Этот летний режим. С приходом зимы дойку проводили два раза в сутки. После отёла надо раздоить корову: по 5-6 раз в день делали массаж вымени и доение, старались сцедить молоко до последней капли, иначе будет мастит – болезнь вымени. Тем более, что в последних каплях было самое жирное молоко. Это зимой, в стужу, без электрического света, с фонарем «летучая мышь». А в свободное время ещё и вязали варежки для фронта.
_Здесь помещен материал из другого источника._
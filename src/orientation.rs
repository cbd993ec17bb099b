//! Orientation adapter: device rotation or pointer position to a heading.
//!
//! Headings are degrees in `[0, 360)`. A device sensor is preferred; when
//! the platform refuses or lacks it the adapter switches to pointer input
//! and the session carries on.

use crate::constants::FULL_TURN_DEGREES;
use log::{info, warn};
use serde::{Deserialize, Serialize};

/// Wrap any angle in degrees into `[0, 360)`
#[must_use]
pub fn normalize_heading(degrees: f32) -> f32 {
    if !degrees.is_finite() {
        return 0.0;
    }
    ((degrees % FULL_TURN_DEGREES) + FULL_TURN_DEGREES) % FULL_TURN_DEGREES
}

/// Map a pointer x position across a surface of `width` to a heading
#[must_use]
pub fn heading_from_pointer(x: f32, width: f32) -> f32 {
    if !width.is_finite() || width <= 0.0 || !x.is_finite() {
        return 0.0;
    }
    let fraction = (x / width).clamp(0.0, 1.0);
    normalize_heading(fraction * FULL_TURN_DEGREES)
}

/// A normalized heading reading
#[derive(Debug, Clone, Copy, PartialEq)]
pub struct OrientationSample {
    pub heading_degrees: f32,
}

impl OrientationSample {
    #[must_use]
    pub fn new(degrees: f32) -> Self {
        Self {
            heading_degrees: normalize_heading(degrees),
        }
    }
}

/// Outcome of asking the platform for device-rotation access
#[derive(Debug, Clone, Copy, PartialEq, Eq)]
pub enum OrientationPermission {
    Granted,
    Denied,
    Unsupported,
}

/// Where headings currently come from
#[derive(Debug, Clone, Copy, PartialEq, Eq, Serialize, Deserialize)]
#[serde(rename_all = "lowercase")]
pub enum HeadingSource {
    /// Device rotation sensor
    Device,
    /// Horizontal pointer position over the preview
    Pointer,
}

/// Tracks the active heading source and the latest reading
#[derive(Debug, Clone)]
pub struct OrientationAdapter {
    source: HeadingSource,
    heading: f32,
}

impl Default for OrientationAdapter {
    fn default() -> Self {
        Self::new()
    }
}

impl OrientationAdapter {
    /// Start in pointer mode until device access is granted
    #[must_use]
    pub fn new() -> Self {
        Self {
            source: HeadingSource::Pointer,
            heading: 0.0,
        }
    }

    /// Apply the platform's answer to a device-rotation permission request
    pub fn apply_permission(&mut self, permission: OrientationPermission) -> HeadingSource {
        self.source = match permission {
            OrientationPermission::Granted => {
                info!("Device orientation granted, using sensor heading");
                HeadingSource::Device
            }
            OrientationPermission::Denied => {
                warn!("Device orientation denied, falling back to pointer heading");
                HeadingSource::Pointer
            }
            OrientationPermission::Unsupported => {
                warn!("Device orientation unsupported, falling back to pointer heading");
                HeadingSource::Pointer
            }
        };
        self.source
    }

    /// Switch back to pointer control
    pub fn use_pointer(&mut self) {
        self.source = HeadingSource::Pointer;
    }

    #[must_use]
    pub fn source(&self) -> HeadingSource {
        self.source
    }

    /// Feed a device rotation event; ignored unless the sensor is active.
    ///
    /// A missing reading counts as 0 degrees.
    pub fn on_device_rotation(&mut self, alpha: Option<f32>) -> Option<OrientationSample> {
        if self.source != HeadingSource::Device {
            return None;
        }
        self.heading = normalize_heading(alpha.unwrap_or(0.0));
        Some(self.sample())
    }

    /// Feed a pointer move; ignored while the sensor is active
    pub fn on_pointer_move(&mut self, x: f32, width: f32) -> Option<OrientationSample> {
        if self.source != HeadingSource::Pointer {
            return None;
        }
        self.heading = heading_from_pointer(x, width);
        Some(self.sample())
    }

    /// Latest heading
    #[must_use]
    pub fn sample(&self) -> OrientationSample {
        OrientationSample {
            heading_degrees: self.heading,
        }
    }
}
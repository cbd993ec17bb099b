//! Color compositor: recolor a garment while keeping its shading.
//!
//! Opaque pixels receive a flat fill of the requested color at a fixed
//! opacity over the original pixel, so folds and texture show through. The
//! alpha channel is never modified, so the garment silhouette is unchanged.
//! The neutral color skips all of this and hands back the asset as-is.

use crate::{classifier::ViewLabel, constants::DEFAULT_TINT_OPACITY, Error};
use image::RgbaImage;
use serde::{Deserialize, Serialize};
use std::{borrow::Cow, collections::HashMap, fmt, str::FromStr, sync::Arc};

/// An sRGB color, written `#RRGGBB`
#[derive(Debug, Clone, Copy, PartialEq, Eq, Hash, Serialize, Deserialize)]
#[serde(try_from = "String", into = "String")]
pub struct Color {
    pub r: u8,
    pub g: u8,
    pub b: u8,
}

impl Color {
    pub const WHITE: Color = Color::new(0xFF, 0xFF, 0xFF);

    #[must_use]
    pub const fn new(r: u8, g: u8, b: u8) -> Self {
        Self { r, g, b }
    }
}

impl FromStr for Color {
    type Err = Error;

    fn from_str(s: &str) -> Result<Self, Self::Err> {
        let hex = s.trim().trim_start_matches('#');
        if hex.len() != 6 || !hex.chars().all(|c| c.is_ascii_hexdigit()) {
            return Err(Error::ColorParse(format!("Expected #RRGGBB, got {s:?}")));
        }
        let channel = |range: std::ops::Range<usize>| {
            u8::from_str_radix(&hex[range], 16).map_err(|e| Error::ColorParse(format!("{s:?}: {e}")))
        };
        Ok(Self::new(channel(0..2)?, channel(2..4)?, channel(4..6)?))
    }
}

impl TryFrom<String> for Color {
    type Error = Error;

    fn try_from(value: String) -> Result<Self, Self::Error> {
        value.parse()
    }
}

impl From<Color> for String {
    fn from(color: Color) -> Self {
        color.to_string()
    }
}

impl fmt::Display for Color {
    fn fmt(&self, f: &mut fmt::Formatter<'_>) -> fmt::Result {
        write!(f, "#{:02X}{:02X}{:02X}", self.r, self.g, self.b)
    }
}

/// Recolors garment rasters
#[derive(Debug, Clone)]
pub struct ColorCompositor {
    neutral: Color,
    opacity: f32,
}

impl Default for ColorCompositor {
    fn default() -> Self {
        Self::new(Color::WHITE, DEFAULT_TINT_OPACITY)
    }
}

impl ColorCompositor {
    #[must_use]
    pub fn new(neutral: Color, opacity: f32) -> Self {
        Self {
            neutral,
            opacity: opacity.clamp(0.0, 1.0),
        }
    }

    #[must_use]
    pub fn neutral(&self) -> Color {
        self.neutral
    }

    /// Tint `asset` with `color`; the neutral color borrows the asset untouched
    #[must_use]
    #[allow(clippy::cast_possible_truncation, clippy::cast_sign_loss)] // Clamped to the u8 range
    pub fn tint<'a>(&self, asset: &'a RgbaImage, color: Color) -> Cow<'a, RgbaImage> {
        if color == self.neutral {
            return Cow::Borrowed(asset);
        }

        let fill = [f32::from(color.r), f32::from(color.g), f32::from(color.b)];
        let keep = 1.0 - self.opacity;
        let mut tinted = asset.clone();
        for pixel in tinted.pixels_mut() {
            if pixel[3] == 0 {
                continue;
            }
            for (channel, target) in pixel.0[..3].iter_mut().zip(fill) {
                let blended = f32::from(*channel) * keep + target * self.opacity;
                *channel = blended.round().clamp(0.0, 255.0) as u8;
            }
        }
        Cow::Owned(tinted)
    }
}

/// Memoized tints keyed by view, valid for a single color at a time
#[derive(Debug, Default)]
pub struct TintCache {
    color: Option<Color>,
    entries: HashMap<ViewLabel, Arc<RgbaImage>>,
}

impl TintCache {
    #[must_use]
    pub fn new() -> Self {
        Self::default()
    }

    /// Tinted asset for `view` in `color`, computing it on first use.
    ///
    /// A change of color drops every cached entry.
    pub fn get_or_tint(
        &mut self,
        compositor: &ColorCompositor,
        view: ViewLabel,
        asset: &RgbaImage,
        color: Color,
    ) -> Arc<RgbaImage> {
        if self.color != Some(color) {
            self.entries.clear();
            self.color = Some(color);
        }
        Arc::clone(
            self.entries
                .entry(view)
                .or_insert_with(|| Arc::new(compositor.tint(asset, color).into_owned())),
        )
    }

    #[must_use]
    pub fn len(&self) -> usize {
        self.entries.len()
    }

    #[must_use]
    pub fn is_empty(&self) -> bool {
        self.entries.is_empty()
    }
}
Зимой очень тяжело было накормить коров. Натаскать сена вилами или охапками (20 и более), наносить воды с обледеневшего колодца, принести дров, затопить печку в кубовой, чтобы нагреть воду, намыть мороженую картошку, засыпать её в чан, сварить, приготовить пойло с посыпкой-отрубями, напоить и скребком почистить каждую бурёнку. Руки от тяжестей, от холода опухали. Дома тоже надо печку истопить, корову обиходить.
В послевоенные годы
Весной начинался отёл коров, и доярке добавлялась работа телятницы: целый месяц выхаживала, выкармливала она каждого теленка, потом сдавала на телятник. В маминой группе всегда телята были крепкими, она их выпаивала не только молоком, но и душистым витаминным настоем на сенной трухе. В свободное от уроков время я бегала поить телят, и они меня узнавали: как я дверь открою, начинают мекать. Я им клички давала: Малышка, Красавка, Ночка, Буян…
На такую адскую работу посылали самых беззащитных женщин, которые не могли отказаться, которых можно было запугать. Много лет моя мама была дояркой, я ей всегда помогала, и дома и на ферме, доить корову научилась с 10 лет.
Мама была передовой дояркой, её фотография висела на районной доске Почёта. Жаль, не сохранилась та фотокарточка. Одно время работала мама свинаркой. Своеобразная работа: в свинарниках запах тяжёлый, сырость, свиньи прожорливые и бывали злые, особенно хряки. Летом пасли их в поле, часто это делали дети.
Мама награждена медалью «За доблестный труд во время Отечественной войны».
Заболела мама неизлечимой болезнью и скончалась в возрасте 69 лет».